The March 11 earthquake and tsunami damaged some assembly and parts plants in northern Japan, causing Toyota, Honda and Nissan to delay production of more than 500,000 vehicles. They are beginning to make up that lost production, but Nissan has been hurt less because it has only 25% of its global production in Japan, compared with 45% for Toyota. Honda assembles in Japan only 13% of the vehicles its sells in North America.

Eight of Toyota's 12 North American-built models returned to pre-earthquake production on June 6. Total North American production is expected to match that level in September, said Steve St.
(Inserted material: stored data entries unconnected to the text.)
impl Database {
    // ========================================================================
    // Sample requests
    // ========================================================================

    pub fn insert_sample_request(&self, request: &SampleRequest) -> DbResult<()> {
        self.conn
            .execute(
                r#"
                INSERT INTO sample_requests (
                    request_id, treatment_id, entity_id, farm_id, farmer_id,
                    assigned_lab_id, assignment_method, distance_km, safe_date,
                    status, created_at, updated_at
                ) VALUES (?1, ?2, ?3, ?4, ?5, ?6, ?7, ?8, ?9, ?10, ?11, ?12)
                "#,
                params![
                    request.request_id,
                    request.treatment_id,
                    request.entity_id,
                    request.farm_id,
                    request.farmer_id,
                    request.assigned_lab_id,
                    request.assignment_method.map(|m| m.as_str()),
                    request.distance_km,
                    format_date(request.safe_date),
                    request.status.as_str(),
                    request.created_at,
                    request.updated_at,
                ],
            )
            .map_err(|e| map_write_error(e, "sample request for treatment"))?;
        Ok(())
    }

    pub fn get_sample_request(&self, request_id: &str) -> DbResult<Option<SampleRequest>> {
        let sql = format!(
            "SELECT {} FROM sample_requests WHERE request_id = ?",
            REQUEST_COLUMNS
        );
        self.conn
            .query_row(&sql, [request_id], request_row)
            .optional()?
            .map(|row| row.try_into())
            .transpose()
    }

    pub fn get_sample_request_for_treatment(
        &self,
        treatment_id: &str,
    ) -> DbResult<Option<SampleRequest>> {
        let sql = format!(
            "SELECT {} FROM sample_requests WHERE treatment_id = ?",
            REQUEST_COLUMNS
        );
        self.conn
            .query_row(&sql, [treatment_id], request_row)
            .optional()?
            .map(|row| row.try_into())
            .transpose()
    }

    /// Requests ordered by safe date, optionally filtered by status.
    pub fn list_sample_requests(
        &self,
        status: Option<SampleStatus>,
    ) -> DbResult<Vec<SampleRequest>> {
        match status {
            Some(status) => self.query_requests(
                &format!(
                    "SELECT {} FROM sample_requests WHERE status = ?1 ORDER BY safe_date, rowid",
                    REQUEST_COLUMNS
                ),
                &[&status.as_str()],
            ),
            None => self.query_requests(
                &format!(
                    "SELECT {} FROM sample_requests ORDER BY safe_date, rowid",
                    REQUEST_COLUMNS
                ),
                &[],
            ),
        }
    }

    pub fn list_requests_for_lab(&self, lab_id: &str) -> DbResult<Vec<SampleRequest>> {
        self.query_requests(
            &format!(
                "SELECT {} FROM sample_requests WHERE assigned_lab_id = ?1 ORDER BY safe_date, rowid",
                REQUEST_COLUMNS
            ),
            &[&lab_id],
        )
    }

    /// Requested rows still waiting for a laboratory.
    pub fn list_unassigned_requests(&self) -> DbResult<Vec<SampleRequest>> {
        self.query_requests(
            &format!(
                r#"
                SELECT {} FROM sample_requests
                WHERE assigned_lab_id IS NULL AND status = ?1
                ORDER BY safe_date, rowid
                "#,
                REQUEST_COLUMNS
            ),
            &[&SampleStatus::Requested.as_str()],
        )
    }

    fn query_requests(&self, sql: &str, params: &[&dyn ToSql]) -> DbResult<Vec<SampleRequest>> {
        let mut stmt = self.conn.prepare(sql)?;
        let rows = stmt.query_map(params, request_row)?;

        let mut requests = Vec::new();
        for row in rows {
            requests.push(row?.try_into()?);
        }
        Ok(requests)
    }

    /// Manually assign a lab to an unassigned, still-requested row.
    pub fn assign_laboratory(&self, request_id: &str, lab_id: &str) -> DbResult<bool> {
        let rows_affected = self
            .conn
            .execute(
                r#"
                UPDATE sample_requests SET
                    assigned_lab_id = ?2,
                    assignment_method = 'manual',
                    distance_km = NULL,
                    updated_at = datetime('now')
                WHERE request_id = ?1
                  AND assigned_lab_id IS NULL
                  AND status = 'requested'
                "#,
                params![request_id, lab_id],
            )
            .map_err(|e| map_write_error(e, "laboratory assignment"))?;
        Ok(rows_affected > 0)
    }

    pub fn update_request_status(
        &self,
        request_id: &str,
        from: SampleStatus,
        to: SampleStatus,
    ) -> DbResult<bool> {
        let rows_affected = self
            .conn
            .execute(
                r#"
                UPDATE sample_requests SET status = ?3, updated_at = datetime('now')
                WHERE request_id = ?1 AND status = ?2
                "#,
                params![request_id, from.as_str(), to.as_str()],
            )
            .map_err(|e| map_write_error(e, "sample request status"))?;
        Ok(rows_affected > 0)
    }

    // ========================================================================
    // Samples
    // ========================================================================

    pub fn record_collection(&self, sample: &Sample) -> DbResult<()> {
        let tx = self.conn.unchecked_transaction()?;

        tx.execute(
            r#"
            INSERT INTO samples (
                sample_id, request_id, sample_type, collected_on,
                collected_by_lab_id, remarks, created_at
            ) VALUES (?1, ?2, ?3, ?4, ?5, ?6, ?7)
            "#,
            params![
                sample.sample_id,
                sample.request_id,
                sample.sample_type,
                format_date(sample.collected_on),
                sample.collected_by_lab_id,
                sample.remarks,
                sample.created_at,
            ],
        )
        .map_err(|e| map_write_error(e, "sample for request"))?;

        let moved = tx.execute(
            r#"
            UPDATE sample_requests SET status = 'collected', updated_at = datetime('now')
            WHERE request_id = ?1 AND status = 'requested'
            "#,
            [&sample.request_id],
        )?;
        if moved == 0 {
            return Err(DbError::Conflict(format!(
                "request {} is no longer awaiting collection",
                sample.request_id
            )));
        }

        tx.commit()?;
        Ok(())
    }

    pub fn get_sample(&self, sample_id: &str) -> DbResult<Option<Sample>> {
        self.conn
            .query_row(
                r#"
                SELECT sample_id, request_id, sample_type, collected_on,
                       collected_by_lab_id, remarks, created_at
                FROM samples WHERE sample_id = ?
                "#,
                [sample_id],
                sample_row,
            )
            .optional()?
            .map(|row| row.try_into())
            .transpose()
    }

    pub fn get_sample_for_request(&self, request_id: &str) -> DbResult<Option<Sample>> {
        self.conn
            .query_row(
                r#"
                SELECT sample_id, request_id, sample_type, collected_on,
                       collected_by_lab_id, remarks, created_at
                FROM samples WHERE request_id = ?
                "#,
                [request_id],
                sample_row,
            )
            .optional()?
            .map(|row| row.try_into())
            .transpose()
    }

    // ========================================================================
    // Lab test reports
    // ========================================================================

    pub fn record_test_report(&self, report: &LabTestReport) -> DbResult<()> {
        let tx = self.conn.unchecked_transaction()?;

        tx.execute(
            r#"
            INSERT INTO lab_test_reports (
                report_id, sample_id, request_id, lab_id, detected_residue,
                mrl_limit, final_status, withdrawal_days_remaining, tested_on,
                remarks, certificate_ref, created_at
            ) VALUES (?1, ?2, ?3, ?4, ?5, ?6, ?7, ?8, ?9, ?10, ?11, ?12)
            "#,
            params![
                report.report_id,
                report.sample_id,
                report.request_id,
                report.lab_id,
                report.detected_residue,
                report.mrl_limit,
                report.final_status.as_str(),
                report.withdrawal_days_remaining,
                format_date(report.tested_on),
                report.remarks,
                report.certificate_ref,
                report.created_at,
            ],
        )
        .map_err(|e| map_write_error(e, "lab report for sample"))?;

        let moved = tx.execute(
            r#"
            UPDATE sample_requests SET status = 'tested', updated_at = datetime('now')
            WHERE request_id = ?1 AND status = 'collected'
            "#,
            [&report.request_id],
        )?;
        if moved == 0 {
            return Err(DbError::Conflict(format!(
                "request {} is not awaiting a test result",
                report.request_id
            )));
        }

        tx.commit()?;
        Ok(())
    }

    pub fn get_report_for_request(&self, request_id: &str) -> DbResult<Option<LabTestReport>> {
        self.conn
            .query_row(
                r#"
                SELECT report_id, sample_id, request_id, lab_id, detected_residue,
                       mrl_limit, final_status, withdrawal_days_remaining, tested_on,
                       remarks, certificate_ref, created_at
                FROM lab_test_reports WHERE request_id = ?
                "#,
                [request_id],
                report_row,
            )
            .optional()?
            .map(|row| row.try_into())
            .transpose()
    }
}
//! AMU risk models: dose tiers, residue categories and the immutable risk record.

use chrono::NaiveDate;
use serde::{Deserialize, Serialize};
use sha2::{Digest, Sha256};
use std::fmt;

use super::ProductMatrix;

/// Upper bound (exclusive) of the safe residue band, in percent of MRL.
pub const SAFE_CEILING_PERCENT: f64 = 100.0;
/// Upper bound (inclusive) of the borderline residue band, in percent of MRL.
pub const BORDERLINE_CEILING_PERCENT: f64 = 125.0;

/// Classification of an administered dose against the catalog bands.
#[derive(Debug, Clone, Copy, Serialize, Deserialize, PartialEq, Eq, Hash)]
#[serde(rename_all = "snake_case")]
pub enum DoseTier {
    UnderDose,
    Safe,
    Moderate,
    Overdose,
    /// No catalog entry, a unit mismatch or an unusable dose value
    Unknown,
}

impl DoseTier {
    pub fn as_str(&self) -> &'static str {
        match self {
            Self::UnderDose => "under_dose",
            Self::Safe => "safe",
            Self::Moderate => "moderate",
            Self::Overdose => "overdose",
            Self::Unknown => "unknown",
        }
    }

    pub fn parse(s: &str) -> Option<Self> {
        match s {
            "under_dose" => Some(Self::UnderDose),
            "safe" => Some(Self::Safe),
            "moderate" => Some(Self::Moderate),
            "overdose" => Some(Self::Overdose),
            "unknown" => Some(Self::Unknown),
            _ => None,
        }
    }
}

impl fmt::Display for DoseTier {
    fn fmt(&self, f: &mut fmt::Formatter<'_>) -> fmt::Result {
        f.write_str(self.as_str())
    }
}

/// Residue risk category, shared by predictions and lab verdicts.
#[derive(Debug, Clone, Copy, Serialize, Deserialize, PartialEq, Eq, Hash, PartialOrd, Ord)]
#[serde(rename_all = "snake_case")]
pub enum RiskCategory {
    Safe,
    Borderline,
    Unsafe,
}

impl RiskCategory {
    /// `< 100` safe, `100..=125` borderline, `> 125` unsafe.
    pub fn from_risk_percent(percent: f64) -> Self {
        if percent < SAFE_CEILING_PERCENT {
            Self::Safe
        } else if percent <= BORDERLINE_CEILING_PERCENT {
            Self::Borderline
        } else {
            Self::Unsafe
        }
    }

    pub fn as_str(&self) -> &'static str {
        match self {
            Self::Safe => "safe",
            Self::Borderline => "borderline",
            Self::Unsafe => "unsafe",
        }
    }

    pub fn parse(s: &str) -> Option<Self> {
        match s.trim().to_lowercase().as_str() {
            "safe" => Some(Self::Safe),
            "borderline" => Some(Self::Borderline),
            "unsafe" => Some(Self::Unsafe),
            _ => None,
        }
    }
}

impl fmt::Display for RiskCategory {
    fn fmt(&self, f: &mut fmt::Formatter<'_>) -> fmt::Result {
        f.write_str(self.as_str())
    }
}

/// Predicted residue for one tissue.
#[derive(Debug, Clone, Serialize, Deserialize, PartialEq)]
pub struct TissueResidue {
    pub tissue: String,
    /// Predicted residue at the end of the course (µg/kg)
    pub predicted_residue: f64,
    pub base_mrl: f64,
    /// `predicted_residue / base_mrl × 100`
    pub risk_percent: f64,
    pub category: RiskCategory,
}

/// Immutable AMU risk record, owned 1:1 by a treatment.
#[derive(Debug, Clone, Serialize, Deserialize, PartialEq)]
pub struct AmuRiskRecord {
    pub record_id: String,
    pub treatment_id: String,
    pub entity_id: String,
    pub farm_id: String,
    pub species: String,
    pub medicine: String,
    pub matrix: ProductMatrix,
    pub dose_tier: DoseTier,
    /// True iff the dose tier is `overdose`
    pub overdosage: bool,
    /// Vaccine or vitamin/mineral course with no modeled residue
    pub withdrawal_exempt: bool,
    /// Per-tissue predictions in catalog order
    pub tissues: Vec<TissueResidue>,
    pub worst_tissue: Option<String>,
    pub risk_percent: Option<f64>,
    pub risk_category: Option<RiskCategory>,
    pub withdrawal_days: Option<u32>,
    pub end_date: NaiveDate,
    pub safe_date: Option<NaiveDate>,
    /// Residue model that produced the projection
    pub model_version: String,
    /// Reference catalog version used for the projection
    pub catalog_version: String,
    pub created_at: String,
    /// SHA-256 over the canonical JSON of every other field
    pub record_hash: String,
}

impl AmuRiskRecord {
    /// Canonical JSON of every field, with the stored hash blanked.
    pub fn to_canonical_json(&self) -> serde_json::Result<String> {
        let mut unsealed = self.clone();
        unsealed.record_hash = String::new();
        serde_json::to_string(&unsealed)
    }

    /// Compute the fingerprint of this record, ignoring the stored hash.
    pub fn compute_hash(&self) -> serde_json::Result<String> {
        let canonical = self.to_canonical_json()?;
        Ok(hex::encode(Sha256::digest(canonical.as_bytes())))
    }

    /// Set `record_hash` from the current field values.
    pub fn seal(mut self) -> serde_json::Result<Self> {
        self.record_hash = self.compute_hash()?;
        Ok(self)
    }

    /// Whether the stored hash still matches the record contents.
    pub fn verify_hash(&self) -> bool {
        match self.compute_hash() {
            Ok(hash) => !self.record_hash.is_empty() && self.record_hash == hash,
            Err(_) => false,
        }
    }

    pub fn worst(&self) -> Option<&TissueResidue> {
        let name = self.worst_tissue.as_deref()?;
        self.tissues.iter().find(|t| t.tissue == name)
    }
}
Angelo, head of Toyota's North American manufacturing and engineering.

Honda said it expects its North American factories to return to full production in August for all models except the 2012 Civic.

"It's going to really take several months for their production to come back to 100% of pre-earthquake volumes," said Toprak. "Probably not before the fourth quarter."

Edmunds.com, a consumer information and market research firm, estimates Americans bought new vehicles at an annual rate of 11.9 million, slightly better than May's 11.8 million annual pace, but down from more than 13 million between February and April.

TrueCar's Toprak said Toyota and Honda spent more on rebates and subsidized financing in June after dealers reported consumers were staying away despite ample supplies of most models.

Consequently, those two automakers likely will regain some, but not all, of the market share they lost in May.

The Detroit Three are expected to hold on to most of the market share they gained in May, but they are spending less on marketing incentives because dealers don't have large inventories on their lots.

Ford spent $2,373 per vehicle on incentives in June, according to TrueCar.com, while Chrysler cut its incentive cost below $3,000 per vehicle ($2,944) for the first time since 2003. Even GM, which spent $3,022, was down more than $750 per vehicle.

In fact, Ford and GM have been increasing prices. Last week, GM said the 2012 Chevrolet Cruze will carry prices that are between $195 and $900 higher than the current models, based on trim levels.